Exercise → Beginning at the first line of the data, print each line exactly, stopping after the line that contains "use crate::views::management::ListItem;".
═════ Listed records ═════
//! Question-practice registration page.

use std::sync::Arc;

use crate::api::{ApiClient, Transport};
use crate::error::{AppError, Result};
use crate::models::{NewRecord, RecentRecord};
use crate::page::Page;
use crate::views::management::ListItem;
use crate::views::{SelectOption, required_id, student_options};

#[derive(Debug, Clone, Default)]
pub struct RecordForm {
    pub student_id: String,
    pub questions: String,
    pub correct: String,
}

impl RecordForm {
    pub fn parse(&self) -> Result<NewRecord> {
        let student_id = required_id(&self.student_id, "Selecione um aluno.")?;
        let questions = parse_count(&self.questions, "Informe a quantidade de questões.")?;
        let correct = parse_count(&self.correct, "Informe o número de acertos.")?;
        if correct > questions {
            return Err(AppError::validation(
                "O número de acertos não pode ser maior que a quantidade de questões.",
            ));
        }
        Ok(NewRecord {
            student_id,
            questions,
            correct,
        })
    }
}

fn parse_count(raw: &str, message: &str) -> Result<i64> {
    match raw.trim().parse::<i64>() {
        Ok(n) if n >= 0 => Ok(n),
        _ => Err(AppError::validation(message)),
    }
}

pub struct RegistrationController<T> {
    api: ApiClient<T>,
    page: Arc<dyn Page>,
    pub form: RecordForm,
    students: Vec<SelectOption>,
    records: Vec<ListItem>,
}

impl<T: Transport> RegistrationController<T> {
    pub fn new(api: ApiClient<T>, page: Arc<dyn Page>) -> Self {
        Self {
            api,
            page,
            form: RecordForm::default(),
            students: vec![SelectOption::prompt("Selecione um aluno")],
            records: Vec::new(),
        }
    }

    pub async fn load(&mut self) {
        let (students, records) =
            futures::join!(self.api.students(), self.api.recent_records());
        match students {
            Ok(students) => self.students = student_options(&students, "Selecione um aluno"),
            Err(e) => {
                log::error!("Failed to load students: {e}");
                self.students = vec![SelectOption::prompt("Erro ao carregar")];
            }
        }
        self.apply_records(records);
    }

    pub async fn submit(&mut self) {
        let record = match self.form.parse() {
            Ok(record) => record,
            Err(e) => {
                log::warn!("Record rejected: {e}");
                if let AppError::Validation(message) = &e {
                    self.page.alert(message);
                }
                return;
            }
        };

        match self.api.create_record(&record).await {
            Ok(()) => {
                self.form = RecordForm::default();
                self.reload().await;
                log::info!(
                    "Registered {} questions for student {}",
                    record.questions,
                    record.student_id
                );
                self.page.alert("Registro adicionado com sucesso!");
            }
            Err(AppError::Rejected { message, .. }) => {
                self.page
                    .alert(&format!("Falha ao salvar o registro. {message}"));
            }
            Err(e) => {
                log::error!("Failed to save record: {e}");
                self.page.alert("Erro de comunicação ao salvar registro.");
            }
        }
    }

    pub async fn delete(&mut self, id: i64) {
        if !self.page.confirm("Tem certeza que deseja apagar este registro?") {
            return;
        }
        match self.api.delete_record(id).await {
            Ok(()) => self.reload().await,
            Err(e) if e.is_transport() => {
                log::error!("Failed to delete record {id}: {e}");
                self.page.alert("Erro de comunicação ao apagar registro.");
            }
            Err(_) => self.page.alert("Falha ao apagar o registro."),
        }
    }

    async fn reload(&mut self) {
        let records = self.api.recent_records().await;
        self.apply_records(records);
    }

    fn apply_records(&mut self, records: Result<Vec<RecentRecord>>) {
        self.records = match records {
            Ok(records) if records.is_empty() => vec![ListItem {
                id: None,
                text: "Nenhum registro recente.".to_string(),
            }],
            Ok(records) => records
                .into_iter()
                .map(|r| ListItem {
                    id: Some(r.id),
                    text: format!(
                        "{}: {} acertos de {} questões",
                        r.student_name, r.correct, r.questions
                    ),
                })
                .collect(),
            Err(e) => {
                log::error!("Failed to load recent records: {e}");
                vec![ListItem {
                    id: None,
                    text: "Erro ao carregar lançamentos.".to_string(),
                }]
            }
        };
    }

    pub fn students(&self) -> &[SelectOption] {
        &self.students
    }

    pub fn records(&self) -> &[ListItem] {
        &self.records
    }

    pub fn render(&self) -> String {
        let mut out = String::from("== Últimos lançamentos ==\n");
        for item in &self.records {
            match item.id {
                Some(id) => out.push_str(&format!("  [{id}] {}\n", item.text)),
                None => out.push_str(&format!("  {}\n", item.text)),
            }
        }
        out
    }
}

#[cfg(test)]
mod tests {
    use super::*;
    use crate::api::Method;
    use crate::api::mock::MockTransport;
    use crate::page::recording::RecordingPage;
    use serde_json::json;

    const RECENT: &str = "/api/registros/recentes";

    fn controller(mock: &MockTransport) -> (Arc<RecordingPage>, RegistrationController<MockTransport>) {
        let page = Arc::new(RecordingPage::new("Registrar"));
        let controller = RegistrationController::new(ApiClient::new(mock.clone()), page.clone());
        (page, controller)
    }

    #[tokio::test]
    async fn more_correct_than_questions_is_refused_locally() {
        let mock = MockTransport::new();
        let (page, mut controller) = controller(&mock);
        controller.form = RecordForm {
            student_id: "2".into(),
            questions: "10".into(),
            correct: "11".into(),
        };

        controller.submit().await;

        assert!(mock.calls().is_empty());
        assert_eq!(
            page.alerts(),
            vec!["O número de acertos não pode ser maior que a quantidade de questões."]
        );
    }

    #[tokio::test]
    async fn missing_student_is_refused_locally() {
        let mock = MockTransport::new();
        let (page, mut controller) = controller(&mock);
        controller.form.questions = "10".into();
        controller.form.correct = "5".into();

        controller.submit().await;

        assert!(mock.calls().is_empty());
        assert_eq!(page.alerts(), vec!["Selecione um aluno."]);
    }

    #[tokio::test]
    async fn successful_submit_resets_and_refreshes() {
        let mock = MockTransport::new();
        mock.reply(Method::Post, "/api/registros", 201, json!({"status": "sucesso"}));
        mock.reply(
            Method::Get,
            RECENT,
            200,
            json!([{"id": 1, "aluno_nome": "Yan", "questoes": 30, "acertos": 21}]),
        );
        let (page, mut controller) = controller(&mock);
        controller.form = RecordForm {
            student_id: "2".into(),
            questions: "30".into(),
            correct: "21".into(),
        };

        controller.submit().await;

        assert_eq!(controller.records()[0].text, "Yan: 21 acertos de 30 questões");
        assert!(controller.form.student_id.is_empty());
        assert_eq!(page.alerts(), vec!["Registro adicionado com sucesso!"]);
        let body = mock.calls()[0].body.clone().unwrap();
        assert_eq!(body, json!({"aluno_id": 2, "quantidade": 30, "acertos": 21}));
    }

    #[tokio::test]
    async fn delete_success_refetches_once() {
        let mock = MockTransport::new();
        mock.reply(Method::Delete, "/api/registros/5", 200, json!({"status": "sucesso"}));
        mock.reply(Method::Get, RECENT, 200, json!([]));
        let (page, mut controller) = controller(&mock);

        controller.delete(5).await;

        assert_eq!(mock.count(Method::Delete, "/api/registros/5"), 1);
        assert_eq!(mock.count(Method::Get, RECENT), 1);
        assert!(page.alerts().is_empty());
        assert_eq!(controller.records()[0].text, "Nenhum registro recente.");
    }

    #[tokio::test]
    async fn delete_failure_does_not_refetch() {
        let mock = MockTransport::new();
        mock.reply(Method::Delete, "/api/registros/5", 500, json!({"status": "erro"}));
        let (page, mut controller) = controller(&mock);

        controller.delete(5).await;

        assert_eq!(mock.count(Method::Delete, "/api/registros/5"), 1);
        assert_eq!(mock.count(Method::Get, RECENT), 0);
        assert_eq!(page.alerts(), vec!["Falha ao apagar o registro."]);
    }
}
═════
Answer space →
//! Question-practice registration page.

use std::sync::Arc;

use crate::api::{ApiClient, Transport};
use crate::error::{AppError, Result};
use crate::models::{NewRecord, RecentRecord};
use crate::page::Page;
use crate::views::management::ListItem;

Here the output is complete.